# WORK ITEM
Restate the full set of records exactly, word for word.

Source records:

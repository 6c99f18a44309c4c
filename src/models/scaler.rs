//! Winsorize-and-standardize transform shared by training and prediction

use crate::data::Dataset;
use crate::error::{ForecastError, Result};
use serde::{Deserialize, Serialize};
use statrs::statistics::{Data, OrderStatistics, Statistics};
use std::collections::BTreeMap;

/// Current scaler format version, persisted with the artifact.
pub const SCALER_VERSION: u32 = 1;

/// Per-column clipping bounds and standardization statistics.
#[derive(Debug, Clone, Serialize, Deserialize)]
pub struct ColumnStats {
    /// 1st percentile of the training column
    pub lower: f64,
    /// 99th percentile of the training column
    pub upper: f64,
    /// Mean of the clipped training column
    pub mean: f64,
    /// Standard deviation of the clipped training column
    pub std_dev: f64,
}

impl ColumnStats {
    /// Fit clipping bounds and standardization statistics on one column.
    ///
    /// Both the mean and standard deviation are computed on the clipped
    /// values, never on the original scale.
    pub fn fit(values: &[f64]) -> Result<Self> {
        if values.is_empty() {
            return Err(ForecastError::InvalidParameter(
                "Cannot fit a scaler on an empty column".to_string(),
            ));
        }

        let mut ordered = Data::new(values.to_vec());
        let lower = ordered.percentile(1);
        let upper = ordered.percentile(99);

        let clipped: Vec<f64> = values.iter().map(|v| v.clamp(lower, upper)).collect();
        let mean = clipped.iter().mean();
        let std_dev = clipped.iter().std_dev();

        Ok(Self {
            lower,
            upper,
            mean,
            std_dev,
        })
    }

    /// Clip to the fitted percentile bounds, then standardize.
    pub fn apply(&self, value: f64) -> f64 {
        let clipped = value.clamp(self.lower, self.upper);
        if self.std_dev == 0.0 || self.std_dev.is_nan() {
            0.0
        } else {
            (clipped - self.mean) / self.std_dev
        }
    }

    /// Map a standardized value back to the original scale.
    ///
    /// Clipping is lossy and is not undone here.
    pub fn invert(&self, value: f64) -> f64 {
        if self.std_dev == 0.0 || self.std_dev.is_nan() {
            self.mean
        } else {
            value * self.std_dev + self.mean
        }
    }
}

/// Versioned numeric transform fitted on the cleaned training set and
/// persisted inside the model artifact, so training and prediction apply
/// the identical step.
#[derive(Debug, Clone, Serialize, Deserialize)]
pub struct Scaler {
    /// Format version of the persisted transform
    pub version: u32,
    /// Statistics for the target price column
    pub target: ColumnStats,
    /// Statistics for the passthrough feature columns
    pub features: BTreeMap<String, ColumnStats>,
}

impl Scaler {
    /// Fit the transform on every numeric column of the dataset.
    ///
    /// Every row must carry a price; the Trainer drops incomplete rows
    /// before fitting.
    pub fn fit(data: &Dataset) -> Result<Self> {
        let prices: Vec<f64> = data.iter().filter_map(|o| o.price).collect();
        if prices.len() != data.len() || prices.is_empty() {
            return Err(ForecastError::InvalidParameter(
                "Scaler requires a price on every training row".to_string(),
            ));
        }

        let target = ColumnStats::fit(&prices)?;

        let mut features = BTreeMap::new();
        for column in data.feature_columns() {
            let values: Vec<f64> = data
                .iter()
                .filter_map(|o| o.features.get(column).copied())
                .collect();
            if !values.is_empty() {
                features.insert(column.clone(), ColumnStats::fit(&values)?);
            }
        }

        Ok(Self {
            version: SCALER_VERSION,
            target,
            features,
        })
    }

    /// Winsorize and standardize every numeric column, returning a new
    /// dataset. Rows without a price keep it absent.
    pub fn apply(&self, data: &Dataset) -> Dataset {
        let observations = data
            .iter()
            .map(|obs| {
                let mut scaled = obs.clone();
                scaled.price = obs.price.map(|p| self.target.apply(p));
                for (name, value) in scaled.features.iter_mut() {
                    if let Some(stats) = self.features.get(name) {
                        *value = stats.apply(*value);
                    }
                }
                scaled
            })
            .collect();
        Dataset::from_observations(observations)
    }

    /// Map a standardized target prediction back to EUR/MWhe.
    pub fn invert_target(&self, value: f64) -> f64 {
        self.target.invert(value)
    }
}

# RESPONSE BOX
repository 6c99f18a44309c4c
filename src/models/scaler.rs
//! Winsorize-and-standardize transform shared by training and prediction

use crate::data::Dataset;
use crate::error::{ForecastError, Result};
use serde::{Deserialize, Serialize};
use statrs::statistics::{Data, OrderStatistics, Statistics};
use std::collections::BTreeMap;

/// Current scaler format version, persisted with the artifact.
pub const SCALER_VERSION: u32 = 1;

/// Per-column clipping bounds and standardization statistics.
#[derive(Debug, Clone, Serialize, Deserialize)]
pub struct ColumnStats {
    /// 1st percentile of the training column
    pub lower: f64,
    /// 99th percentile of the training column
    pub upper: f64,
    /// Mean of the clipped training column
    pub mean: f64,
    /// Standard deviation of the clipped training column
    pub std_dev: f64,
}

impl ColumnStats {
    /// Fit clipping bounds and standardization statistics on one column.
    ///
    /// Both the mean and standard deviation are computed on the clipped
    /// values, never on the original scale.
    pub fn fit(values: &[f64]) -> Result<Self> {
        if values.is_empty() {
            return Err(ForecastError::InvalidParameter(
                "Cannot fit a scaler on an empty column".to_string(),
            ));
        }

        let mut ordered = Data::new(values.to_vec());
        let lower = ordered.percentile(1);
        let upper = ordered.percentile(99);

        let clipped: Vec<f64> = values.iter().map(|v| v.clamp(lower, upper)).collect();
        let mean = clipped.iter().mean();
        let std_dev = clipped.iter().std_dev();

        Ok(Self {
            lower,
            upper,
            mean,
            std_dev,
        })
    }

    /// Clip to the fitted percentile bounds, then standardize.
    pub fn apply(&self, value: f64) -> f64 {
        let clipped = value.clamp(self.lower, self.upper);
        if self.std_dev == 0.0 || self.std_dev.is_nan() {
            0.0
        } else {
            (clipped - self.mean) / self.std_dev
        }
    }

    /// Map a standardized value back to the original scale.
    ///
    /// Clipping is lossy and is not undone here.
    pub fn invert(&self, value: f64) -> f64 {
        if self.std_dev == 0.0 || self.std_dev.is_nan() {
            self.mean
        } else {
            value * self.std_dev + self.mean
        }
    }
}

/// Versioned numeric transform fitted on the cleaned training set and
/// persisted inside the model artifact, so training and prediction apply
/// the identical step.
#[derive(Debug, Clone, Serialize, Deserialize)]
pub struct Scaler {
    /// Format version of the persisted transform
    pub version: u32,
    /// Statistics for the target price column
    pub target: ColumnStats,
    /// Statistics for the passthrough feature columns
    pub features: BTreeMap<String, ColumnStats>,
}

impl Scaler {
    /// Fit the transform on every numeric column of the dataset.
    ///
    /// Every row must carry a price; the Trainer drops incomplete rows
    /// before fitting.
    pub fn fit(data: &Dataset) -> Result<Self> {
        let prices: Vec<f64> = data.iter().filter_map(|o| o.price).collect();
        if prices.len() != data.len() || prices.is_empty() {
            return Err(ForecastError::InvalidParameter(
                "Scaler requires a price on every training row".to_string(),
            ));
        }

        let target = ColumnStats::fit(&prices)?;

        let mut features = BTreeMap::new();
        for column in data.feature_columns() {
            let values: Vec<f64> = data
                .iter()
                .filter_map(|o| o.features.get(column).copied())
                .collect();
            if !values.is_empty() {
                features.insert(column.clone(), ColumnStats::fit(&values)?);
            }
        }

        Ok(Self {
            version: SCALER_VERSION,
            target,
            features,
        })
    }

    /// Winsorize and standardize every numeric column, returning a new
    /// dataset. Rows without a price keep it absent.
    pub fn apply(&self, data: &Dataset) -> Dataset {
        let observations = data
            .iter()
            .map(|obs| {
                let mut scaled = obs.clone();
                scaled.price = obs.price.map(|p| self.target.apply(p));
                for (name, value) in scaled.features.iter_mut() {
                    if let Some(stats) = self.features.get(name) {
                        *value = stats.apply(*value);
                    }
                }
                scaled
            })
            .collect();
        Dataset::from_observations(observations)
    }

    /// Map a standardized target prediction back to EUR/MWhe.
    pub fn invert_target(&self, value: f64) -> f64 {
        self.target.invert(value)
    }
}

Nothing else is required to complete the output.